Despite today’s awareness of email fraud, employees continue to be the primary gateway for malicious software into businesses.

These malwares can, among other things, spoof corporate identities to send massive phishing campaigns, block devices or steal confidential information in exchange for large sums of money (ransomware).

According to various studies, about 30% of emails that attempt to scam users are opened by recipients, and up to 12% of them click on the malicious link.

For this reason, there are several security measures to protect the email systems that are put into operation every time we send or receive an email: SSL/TLS encryption, SPF, DKIM, DMARC, Sender verify … These measures are applied by means of message filtering, sender verification protocols, and so on.

about 30% of emails that attempt to scam users are opened by recipients

In this series of articles we will deal with email authentication, one of the most complex fields of email security from a technical point of view. In addition, we will explain the main protocols of email authentication and the importance of its use:

SPF: Sender Policy Framework

DKIM: Domain Keys Identified Mail

DMARC: Domain-Based Message Authentification

What is an SPF record and what is it for?

The SPF is an email authentication protocol that allows domain owners to declare from which servers or IPs they send their mail, and thus fight against phishing.

In this way, when a message is sent, the receiver will control SPF, and if the IP of the sender does not appear in the list specified by the domain manager, the email will be blocked. For an ISP (Internet Service Provider) for example, it is very important that messages are authenticated in order to be able to differentiate spam senders from legitimate senders.

Among the many advantages of using SPF authentication is the avoidance of possible fraudulent impersonation or blocklisting of our domains; it guarantees the recipient that the mail they receive comes from an “authorized” server.

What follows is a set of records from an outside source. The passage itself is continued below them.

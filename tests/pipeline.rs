// SPDX-License-Identifier: MPL-2.0

use std::f64::consts::PI;

use approx::assert_abs_diff_eq;
use holofft::slice::{fftshift, ifftshift};
use holofft::{
    sideband, Complex, ComplexField, PipelineContext, Region, SharedRegion, TransformPlan,
};

/// Intensity of an off-axis hologram with a carrier of (kx, ky) cycles per field
/// and a constant object phase.
fn hologram(size: usize, kx: f64, ky: f64, phase: f64) -> Vec<f64> {
    let n = size as f64;
    (0..size * size)
        .map(|i| {
            let (y, x) = ((i / size) as f64, (i % size) as f64);
            0.5 + 0.25 * (2.0 * PI * (kx * x + ky * y) / n + phase).cos()
        })
        .collect()
}

#[test]
fn impulse_goes_through_the_spectral_chain() {
    let size = 8;
    let mut field = ComplexField::zeros(size);
    *field.get_mut(0, 0).unwrap() = Complex::new(1.0, 0.0);
    let impulse = field.clone();

    TransformPlan::forward(size).unwrap().execute(&mut field).unwrap();
    for z in field.as_slice() {
        assert_abs_diff_eq!(z.norm(), 1.0, epsilon = 1e-12);
    }

    fftshift(size, field.as_mut_slice());
    for z in field.as_slice() {
        assert_abs_diff_eq!(z.re, 1.0, epsilon = 1e-12);
        assert_abs_diff_eq!(z.im, 0.0, epsilon = 1e-12);
    }

    let cropped = sideband::extract(&field, Region::full(size));
    assert_eq!(cropped, field);

    let mut back = cropped;
    ifftshift(size, back.as_mut_slice());
    TransformPlan::inverse(size).unwrap().execute(&mut back).unwrap();
    let factor = back.round_trip_factor();
    back.scale(factor);
    for (a, b) in back.as_slice().iter().zip(impulse.as_slice()) {
        assert_abs_diff_eq!(a.re, b.re, epsilon = 1e-12);
        assert_abs_diff_eq!(a.im, b.im, epsilon = 1e-12);
    }
}

#[test]
fn constant_phase_is_recovered_from_the_sideband() {
    let size = 64;
    let object_phase = 0.7;
    let samples = hologram(size, 16.0, 16.0, object_phase);
    let mut pipeline = PipelineContext::new(size).unwrap();

    // The sideband sits at (32 + 16, 32 + 16) in the centered spectrum.
    let result = pipeline
        .process(&samples, &Region::centered_at(48, 48, 16))
        .unwrap();

    let expected = (object_phase + PI) / (2.0 * PI);
    for &p in result.phase {
        assert_abs_diff_eq!(p, expected, epsilon = 1e-9);
    }
    assert_eq!(result.frame, 1);

    // Only the sideband peak survives the crop.
    let magnitude = result.sideband_magnitude(1.0);
    let peak = magnitude
        .iter()
        .enumerate()
        .fold((0, 0.0), |best, (i, &m)| if m > best.1 { (i, m) } else { best });
    assert_eq!(peak.0, 32 * size + 32);
    assert_abs_diff_eq!(peak.1, 0.125 * (size * size) as f64, epsilon = 1e-6);
}

#[test]
fn conjugate_sideband_gives_opposite_phase() {
    let size = 64;
    let samples = hologram(size, 16.0, 16.0, 0.7);
    let mut pipeline = PipelineContext::new(size).unwrap();
    let result = pipeline
        .process(&samples, &Region::centered_at(16, 16, 16))
        .unwrap();
    let expected = (-0.7 + PI) / (2.0 * PI);
    for &p in result.phase {
        assert_abs_diff_eq!(p, expected, epsilon = 1e-9);
    }
}

#[test]
fn zero_width_region_gives_zero_fields() {
    let size = 16;
    let samples = hologram(size, 4.0, 0.0, 0.0);
    let mut pipeline = PipelineContext::new(size).unwrap();
    let result = pipeline.process(&samples, &Region::new(3, 5, 0)).unwrap();
    assert!(result.sideband.as_slice().iter().all(|z| z.norm() == 0.0));
    assert!(result.wavefront.as_slice().iter().all(|z| z.norm() == 0.0));
}

#[test]
fn region_outside_the_field_gives_zero_fields() {
    let size = 16;
    let samples = hologram(size, 4.0, 0.0, 0.0);
    let mut pipeline = PipelineContext::new(size).unwrap();
    for region in [Region::new(16, 16, 4), Region::new(-40, 2, 8), Region::new(2, 500, 8)] {
        let result = pipeline.process(&samples, &region).unwrap();
        assert!(result.sideband.as_slice().iter().all(|z| z.norm() == 0.0));
    }
    assert_eq!(pipeline.counter().frames(), 3);
}

#[test]
fn region_can_change_between_frames() {
    let size = 32;
    let samples = hologram(size, 8.0, 8.0, 1.1);
    let mut pipeline = PipelineContext::new(size).unwrap().with_flip_vertical(true);
    let shared = SharedRegion::new(Region::centered_at(24, 24, 8));

    let first = pipeline.process(&samples, &shared).unwrap().phase[0];
    assert_abs_diff_eq!(first, (1.1 + PI) / (2.0 * PI), epsilon = 1e-9);

    shared.set(Region::centered_at(8, 8, 8));
    let second = pipeline.process(&samples, &shared).unwrap();
    assert_eq!(second.region, Region::new(4, 4, 8));
    assert_abs_diff_eq!(second.phase[0], (-1.1 + PI) / (2.0 * PI), epsilon = 1e-9);
}

#[test]
fn spectrum_magnitude_is_centered() {
    let size = 16;
    let samples = vec![1.0; size * size];
    let mut pipeline = PipelineContext::new(size).unwrap();
    let result = pipeline.process(&samples, &Region::full(size)).unwrap();
    let magnitude = result.spectrum_magnitude(holofft::phase::DEFAULT_DISPLAY_SCALE);
    assert_abs_diff_eq!(magnitude[8 * size + 8], 256.0 / 300.0, epsilon = 1e-9);
    assert_abs_diff_eq!(magnitude[0], 0.0, epsilon = 1e-9);
}

#[test]
fn steep_object_phase_is_unwrapped() {
    let size = 32;
    let n = size as f64;
    let c = n / 2.0;
    let object: Vec<f64> = (0..size * size)
        .map(|i| {
            let (y, x) = ((i / size) as f64 - c, (i % size) as f64 - c);
            2.5 * PI * (-(x * x + y * y) / (n * n / 18.0)).exp()
        })
        .collect();
    // Carrier of 8 cycles along x.
    let samples: Vec<f64> = object
        .iter()
        .enumerate()
        .map(|(i, &p)| {
            let x = (i % size) as f64;
            0.5 + 0.25 * (2.0 * PI * 8.0 * x / n + p).cos()
        })
        .collect();
    let mut pipeline = PipelineContext::new(size).unwrap();
    let result = pipeline
        .process(&samples, &Region::centered_at(24, 16, 12))
        .unwrap();
    let unwrapped = result.unwrapped_phase().unwrap();
    assert_eq!(unwrapped.len(), size * size);

    // The wrapped phase jumps, the unwrapped one does not.
    let max_step = |values: &[f64]| {
        values
            .chunks_exact(size)
            .flat_map(|row| row.windows(2).map(|w| (w[1] - w[0]).abs()))
            .fold(0.0, f64::max)
    };
    let wrapped: Vec<f64> = result
        .wavefront
        .as_slice()
        .iter()
        .map(|z| z.arg())
        .collect();
    assert!(max_step(&wrapped) > PI);
    assert!(max_step(&unwrapped) < PI);
}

This type of authentication is indispensable for email marketing or transactional email professionals, as they are more susceptible to phishing attacks. Alinto’s SMTP Gateway, specially designed for transactional bulk mailings, has SFP and DKIM protocols to protect your mailings.

However, SPF authentication is not an infallible system: the fact that a message does not pass SPF validation does not necessarily mean that it will be blocked. It also stops working in mail forwarding.

Therefore, it is advisable to use other authentication systems besides the SFP, such as DKIM or DMARC, which we will talk about in the following articles.